• Exercise prompt:
For every line in the records that has the word "TokioExecutor", make a copy.

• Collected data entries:
========================================
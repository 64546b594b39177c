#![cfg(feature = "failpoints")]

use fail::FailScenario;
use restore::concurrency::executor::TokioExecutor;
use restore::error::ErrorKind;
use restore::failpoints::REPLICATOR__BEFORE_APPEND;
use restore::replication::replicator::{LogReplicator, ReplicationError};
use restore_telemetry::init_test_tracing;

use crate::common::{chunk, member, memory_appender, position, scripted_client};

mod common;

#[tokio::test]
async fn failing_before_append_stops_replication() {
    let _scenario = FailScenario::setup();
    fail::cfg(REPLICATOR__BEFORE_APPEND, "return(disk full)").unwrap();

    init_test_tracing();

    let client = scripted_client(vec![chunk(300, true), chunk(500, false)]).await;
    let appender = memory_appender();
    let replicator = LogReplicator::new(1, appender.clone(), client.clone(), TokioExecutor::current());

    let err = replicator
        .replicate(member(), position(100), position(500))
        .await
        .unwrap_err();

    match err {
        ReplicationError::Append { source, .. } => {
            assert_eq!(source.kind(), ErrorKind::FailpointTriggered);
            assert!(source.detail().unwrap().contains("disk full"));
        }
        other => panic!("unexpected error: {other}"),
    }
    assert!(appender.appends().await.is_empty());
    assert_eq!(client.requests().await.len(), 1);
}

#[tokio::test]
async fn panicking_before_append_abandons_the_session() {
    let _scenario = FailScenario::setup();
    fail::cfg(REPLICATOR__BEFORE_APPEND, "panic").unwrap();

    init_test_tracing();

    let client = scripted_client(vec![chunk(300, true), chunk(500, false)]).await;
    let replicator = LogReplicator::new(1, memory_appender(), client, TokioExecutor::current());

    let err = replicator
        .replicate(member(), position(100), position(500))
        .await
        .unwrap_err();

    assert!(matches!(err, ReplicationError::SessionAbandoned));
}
========================================
• Your response:
use restore::concurrency::executor::TokioExecutor;
    let replicator = LogReplicator::new(1, appender.clone(), client.clone(), TokioExecutor::current());
    let replicator = LogReplicator::new(1, memory_appender(), client, TokioExecutor::current());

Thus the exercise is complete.